PROBLEM TO SOLVE:
Output all records below verbatim.

┌──

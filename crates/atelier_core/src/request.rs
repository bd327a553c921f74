//! Tagged generation requests.

use crate::{AspectRatio, GenerationKind, ResolutionTier, SourceImage};
use serde::{Deserialize, Serialize};

/// One user intent, owned by the call that issues it.
///
/// Each variant carries exactly the inputs its generation path needs, so a
/// video request without a source image cannot be built.
///
/// # Examples
///
/// ```
/// use atelier_core::{GenerationKind, GenerationRequest, ResolutionTier};
///
/// let request = GenerationRequest::image("tiramisu aux fraises", ResolutionTier::TwoK);
/// assert_eq!(request.kind(), GenerationKind::Image);
/// ```
#[derive(Debug, Clone, PartialEq, Eq, Serialize, Deserialize)]
#[serde(tag = "kind", rename_all = "lowercase")]
pub enum GenerationRequest {
    /// Recommend a cake for an occasion.
    Recommendation {
        /// Free-text description of the occasion
        occasion_text: String,
    },

    /// Render a concept image.
    Image {
        /// Description of the cake
        prompt: String,
        /// Output resolution tier
        resolution_tier: ResolutionTier,
    },

    /// Animate an uploaded image into a short video.
    Video {
        /// Image to animate
        source_image: SourceImage,
        /// Frame shape of the video
        aspect_ratio: AspectRatio,
    },
}

impl GenerationRequest {
    /// Builds a recommendation request.
    pub fn recommendation(occasion_text: impl Into<String>) -> Self {
        Self::Recommendation {
            occasion_text: occasion_text.into(),
        }
    }

    /// Builds an image request.
    pub fn image(prompt: impl Into<String>, resolution_tier: ResolutionTier) -> Self {
        Self::Image {
            prompt: prompt.into(),
            resolution_tier,
        }
    }

    /// Builds a video request.
    pub fn video(source_image: SourceImage, aspect_ratio: AspectRatio) -> Self {
        Self::Video {
            source_image,
            aspect_ratio,
        }
    }

    /// The generation path this request belongs to.
    pub fn kind(&self) -> GenerationKind {
        match self {
            GenerationRequest::Recommendation { .. } => GenerationKind::Recommendation,
            GenerationRequest::Image { .. } => GenerationKind::Image,
            GenerationRequest::Video { .. } => GenerationKind::Video,
        }
    }
}
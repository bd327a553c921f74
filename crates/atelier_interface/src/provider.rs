//! Generative provider trait and its request shapes.

use async_trait::async_trait;
use atelier_core::{AspectRatio, JobHandle, MediaPayload, ResolutionTier, SourceImage};
use atelier_error::AtelierResult;
use derive_getters::Getters;
use serde::{Deserialize, Serialize};
use serde_json::Value;

/// One part of a provider response, in the order the provider sent it.
#[derive(Debug, Clone, PartialEq, Eq, Serialize, Deserialize)]
#[serde(tag = "type", content = "data")]
pub enum ContentPart {
    /// Text part.
    Text(String),
    /// Inline binary part.
    InlineData {
        /// MIME type of the data
        mime: String,
        /// Decoded bytes
        data: Vec<u8>,
    },
}

impl ContentPart {
    /// Text of a text part.
    pub fn as_text(&self) -> Option<&str> {
        match self {
            ContentPart::Text(text) => Some(text),
            ContentPart::InlineData { .. } => None,
        }
    }
}

/// Text generation constrained by a response schema.
///
/// The schema travels with the request; the provider is expected to reject
/// or coerce output that does not conform.
#[derive(Debug, Clone, PartialEq, Serialize, Getters)]
pub struct StructuredPrompt {
    /// Instruction text
    prompt: String,
    /// JSON schema of the expected response
    schema: Value,
    /// Reasoning token budget, if the model supports one
    thinking_budget: Option<u32>,
}

impl StructuredPrompt {
    /// Creates a structured prompt.
    pub fn new(prompt: impl Into<String>, schema: Value, thinking_budget: Option<u32>) -> Self {
        Self {
            prompt: prompt.into(),
            schema,
            thinking_budget,
        }
    }
}

/// Single image generation.
#[derive(Debug, Clone, PartialEq, Eq, Serialize, Getters)]
pub struct ImagePrompt {
    /// Full prompt sent to the model
    prompt: String,
    /// Requested resolution tier
    resolution_tier: ResolutionTier,
    /// Image aspect ratio, e.g. "1:1"
    aspect_ratio: String,
}

impl ImagePrompt {
    /// Creates an image prompt.
    pub fn new(
        prompt: impl Into<String>,
        resolution_tier: ResolutionTier,
        aspect_ratio: impl Into<String>,
    ) -> Self {
        Self {
            prompt: prompt.into(),
            resolution_tier,
            aspect_ratio: aspect_ratio.into(),
        }
    }
}

/// Image-to-video animation job.
#[derive(Debug, Clone, PartialEq, Eq, Getters)]
pub struct VideoPrompt {
    /// Motion direction for the model
    prompt: String,
    /// Image to animate
    source_image: SourceImage,
    /// Frame shape
    aspect_ratio: AspectRatio,
    /// Output resolution, e.g. "720p"
    resolution: String,
}

impl VideoPrompt {
    /// Creates a video prompt.
    pub fn new(
        prompt: impl Into<String>,
        source_image: SourceImage,
        aspect_ratio: AspectRatio,
        resolution: impl Into<String>,
    ) -> Self {
        Self {
            prompt: prompt.into(),
            source_image,
            aspect_ratio,
            resolution: resolution.into(),
        }
    }
}

/// External generative-AI service.
///
/// Implementations issue exactly one remote call per method and never retry.
/// Errors carry enough detail for
/// [`AtelierError::is_entitlement`](atelier_error::AtelierError::is_entitlement)
/// to recognize credential failures.
#[async_trait]
pub trait GenerativeProvider: Send + Sync {
    /// Runs a schema-constrained text generation and returns the response parts.
    async fn generate_structured(&self, request: &StructuredPrompt)
    -> AtelierResult<Vec<ContentPart>>;

    /// Requests a single image and returns the response parts.
    async fn generate_image(&self, request: &ImagePrompt) -> AtelierResult<Vec<ContentPart>>;

    /// Submits an animation job.
    async fn submit_video(&self, request: &VideoPrompt) -> AtelierResult<JobHandle>;

    /// Queries the current state of a job.
    async fn poll_video(&self, job: &JobHandle) -> AtelierResult<JobHandle>;

    /// Downloads a finished video.
    async fn fetch_video(&self, uri: &str) -> AtelierResult<MediaPayload>;

    /// Name of the provider for logging.
    fn provider_name(&self) -> &'static str;
}
//! Structured cake recommendation.

use atelier_error::{StudioError, StudioErrorKind};
use serde::{Deserialize, Serialize};

/// A suggested cake and the reason it suits the occasion.
#[derive(Debug, Clone, PartialEq, Eq, Serialize, Deserialize, derive_getters::Getters)]
pub struct Recommendation {
    /// Name of the suggested creation
    name: String,
    /// Why it fits the occasion
    reason: String,
}

impl Recommendation {
    /// Creates a recommendation from its two fields.
    pub fn new(name: impl Into<String>, reason: impl Into<String>) -> Self {
        Self {
            name: name.into(),
            reason: reason.into(),
        }
    }

    /// Parses the provider's JSON text.
    ///
    /// Fields are returned exactly as sent. Invalid JSON, a missing field, or
    /// an empty field is a [`StudioErrorKind::ResponseFormat`] error.
    ///
    /// # Examples
    ///
    /// ```
    /// use atelier_core::Recommendation;
    ///
    /// let rec = Recommendation::from_json(r#"{"name":"Surprise Étoilée","reason":"Festive"}"#).unwrap();
    /// assert_eq!(rec.name(), "Surprise Étoilée");
    ///
    /// assert!(Recommendation::from_json(r#"{"name":"Opéra"}"#).is_err());
    /// ```
    #[track_caller]
    pub fn from_json(text: &str) -> Result<Self, StudioError> {
        let parsed: Self = serde_json::from_str(text).map_err(|e| {
            StudioError::new(StudioErrorKind::ResponseFormat(format!(
                "recommendation is not valid JSON: {}",
                e
            )))
        })?;

        if parsed.name.trim().is_empty() || parsed.reason.trim().is_empty() {
            return Err(StudioError::new(StudioErrorKind::ResponseFormat(
                "recommendation has an empty field".to_string(),
            )));
        }

        Ok(parsed)
    }
}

└──

RESPONSE BELOW:
filename crates/atelier_core/src/request.rs
repository bd327a553c921f74
//! Tagged generation requests.

use crate::{AspectRatio, GenerationKind, ResolutionTier, SourceImage};
use serde::{Deserialize, Serialize};

/// One user intent, owned by the call that issues it.
///
/// Each variant carries exactly the inputs its generation path needs, so a
/// video request without a source image cannot be built.
///
/// # Examples
///
/// ```
/// use atelier_core::{GenerationKind, GenerationRequest, ResolutionTier};
///
/// let request = GenerationRequest::image("tiramisu aux fraises", ResolutionTier::TwoK);
/// assert_eq!(request.kind(), GenerationKind::Image);
/// ```
#[derive(Debug, Clone, PartialEq, Eq, Serialize, Deserialize)]
#[serde(tag = "kind", rename_all = "lowercase")]
pub enum GenerationRequest {
    /// Recommend a cake for an occasion.
    Recommendation {
        /// Free-text description of the occasion
        occasion_text: String,
    },

    /// Render a concept image.
    Image {
        /// Description of the cake
        prompt: String,
        /// Output resolution tier
        resolution_tier: ResolutionTier,
    },

    /// Animate an uploaded image into a short video.
    Video {
        /// Image to animate
        source_image: SourceImage,
        /// Frame shape of the video
        aspect_ratio: AspectRatio,
    },
}

impl GenerationRequest {
    /// Builds a recommendation request.
    pub fn recommendation(occasion_text: impl Into<String>) -> Self {
        Self::Recommendation {
            occasion_text: occasion_text.into(),
        }
    }

    /// Builds an image request.
    pub fn image(prompt: impl Into<String>, resolution_tier: ResolutionTier) -> Self {
        Self::Image {
            prompt: prompt.into(),
            resolution_tier,
        }
    }

    /// Builds a video request.
    pub fn video(source_image: SourceImage, aspect_ratio: AspectRatio) -> Self {
        Self::Video {
            source_image,
            aspect_ratio,
        }
    }

    /// The generation path this request belongs to.
    pub fn kind(&self) -> GenerationKind {
        match self {
            GenerationRequest::Recommendation { .. } => GenerationKind::Recommendation,
            GenerationRequest::Image { .. } => GenerationKind::Image,
            GenerationRequest::Video { .. } => GenerationKind::Video,
        }
    }
}
repository bd327a553c921f74
filename crates/atelier_interface/src/provider.rs
//! Generative provider trait and its request shapes.

use async_trait::async_trait;
use atelier_core::{AspectRatio, JobHandle, MediaPayload, ResolutionTier, SourceImage};
use atelier_error::AtelierResult;
use derive_getters::Getters;
use serde::{Deserialize, Serialize};
use serde_json::Value;

/// One part of a provider response, in the order the provider sent it.
#[derive(Debug, Clone, PartialEq, Eq, Serialize, Deserialize)]
#[serde(tag = "type", content = "data")]
pub enum ContentPart {
    /// Text part.
    Text(String),
    /// Inline binary part.
    InlineData {
        /// MIME type of the data
        mime: String,
        /// Decoded bytes
        data: Vec<u8>,
    },
}

impl ContentPart {
    /// Text of a text part.
    pub fn as_text(&self) -> Option<&str> {
        match self {
            ContentPart::Text(text) => Some(text),
            ContentPart::InlineData { .. } => None,
        }
    }
}

/// Text generation constrained by a response schema.
///
/// The schema travels with the request; the provider is expected to reject
/// or coerce output that does not conform.
#[derive(Debug, Clone, PartialEq, Serialize, Getters)]
pub struct StructuredPrompt {
    /// Instruction text
    prompt: String,
    /// JSON schema of the expected response
    schema: Value,
    /// Reasoning token budget, if the model supports one
    thinking_budget: Option<u32>,
}

impl StructuredPrompt {
    /// Creates a structured prompt.
    pub fn new(prompt: impl Into<String>, schema: Value, thinking_budget: Option<u32>) -> Self {
        Self {
            prompt: prompt.into(),
            schema,
            thinking_budget,
        }
    }
}

/// Single image generation.
#[derive(Debug, Clone, PartialEq, Eq, Serialize, Getters)]
pub struct ImagePrompt {
    /// Full prompt sent to the model
    prompt: String,
    /// Requested resolution tier
    resolution_tier: ResolutionTier,
    /// Image aspect ratio, e.g. "1:1"
    aspect_ratio: String,
}

impl ImagePrompt {
    /// Creates an image prompt.
    pub fn new(
        prompt: impl Into<String>,
        resolution_tier: ResolutionTier,
        aspect_ratio: impl Into<String>,
    ) -> Self {
        Self {
            prompt: prompt.into(),
            resolution_tier,
            aspect_ratio: aspect_ratio.into(),
        }
    }
}

/// Image-to-video animation job.
#[derive(Debug, Clone, PartialEq, Eq, Getters)]
pub struct VideoPrompt {
    /// Motion direction for the model
    prompt: String,
    /// Image to animate
    source_image: SourceImage,
    /// Frame shape
    aspect_ratio: AspectRatio,
    /// Output resolution, e.g. "720p"
    resolution: String,
}

impl VideoPrompt {
    /// Creates a video prompt.
    pub fn new(
        prompt: impl Into<String>,
        source_image: SourceImage,
        aspect_ratio: AspectRatio,
        resolution: impl Into<String>,
    ) -> Self {
        Self {
            prompt: prompt.into(),
            source_image,
            aspect_ratio,
            resolution: resolution.into(),
        }
    }
}

/// External generative-AI service.
///
/// Implementations issue exactly one remote call per method and never retry.
/// Errors carry enough detail for
/// [`AtelierError::is_entitlement`](atelier_error::AtelierError::is_entitlement)
/// to recognize credential failures.
#[async_trait]
pub trait GenerativeProvider: Send + Sync {
    /// Runs a schema-constrained text generation and returns the response parts.
    async fn generate_structured(&self, request: &StructuredPrompt)
    -> AtelierResult<Vec<ContentPart>>;

    /// Requests a single image and returns the response parts.
    async fn generate_image(&self, request: &ImagePrompt) -> AtelierResult<Vec<ContentPart>>;

    /// Submits an animation job.
    async fn submit_video(&self, request: &VideoPrompt) -> AtelierResult<JobHandle>;

    /// Queries the current state of a job.
    async fn poll_video(&self, job: &JobHandle) -> AtelierResult<JobHandle>;

    /// Downloads a finished video.
    async fn fetch_video(&self, uri: &str) -> AtelierResult<MediaPayload>;

    /// Name of the provider for logging.
    fn provider_name(&self) -> &'static str;
}
//! Structured cake recommendation.

use atelier_error::{StudioError, StudioErrorKind};
use serde::{Deserialize, Serialize};

/// A suggested cake and the reason it suits the occasion.
#[derive(Debug, Clone, PartialEq, Eq, Serialize, Deserialize, derive_getters::Getters)]
pub struct Recommendation {
    /// Name of the suggested creation
    name: String,
    /// Why it fits the occasion
    reason: String,
}

impl Recommendation {
    /// Creates a recommendation from its two fields.
    pub fn new(name: impl Into<String>, reason: impl Into<String>) -> Self {
        Self {
            name: name.into(),
            reason: reason.into(),
        }
    }

    /// Parses the provider's JSON text.
    ///
    /// Fields are returned exactly as sent. Invalid JSON, a missing field, or
    /// an empty field is a [`StudioErrorKind::ResponseFormat`] error.
    ///
    /// # Examples
    ///
    /// ```
    /// use atelier_core::Recommendation;
    ///
    /// let rec = Recommendation::from_json(r#"{"name":"Surprise Étoilée","reason":"Festive"}"#).unwrap();
    /// assert_eq!(rec.name(), "Surprise Étoilée");
    ///
    /// assert!(Recommendation::from_json(r#"{"name":"Opéra"}"#).is_err());
    /// ```
    #[track_caller]
    pub fn from_json(text: &str) -> Result<Self, StudioError> {
        let parsed: Self = serde_json::from_str(text).map_err(|e| {
            StudioError::new(StudioErrorKind::ResponseFormat(format!(
                "recommendation is not valid JSON: {}",
                e
            )))
        })?;

        if parsed.name.trim().is_empty() || parsed.reason.trim().is_empty() {
            return Err(StudioError::new(StudioErrorKind::ResponseFormat(
                "recommendation has an empty field".to_string(),
            )));
        }

        Ok(parsed)
    }
}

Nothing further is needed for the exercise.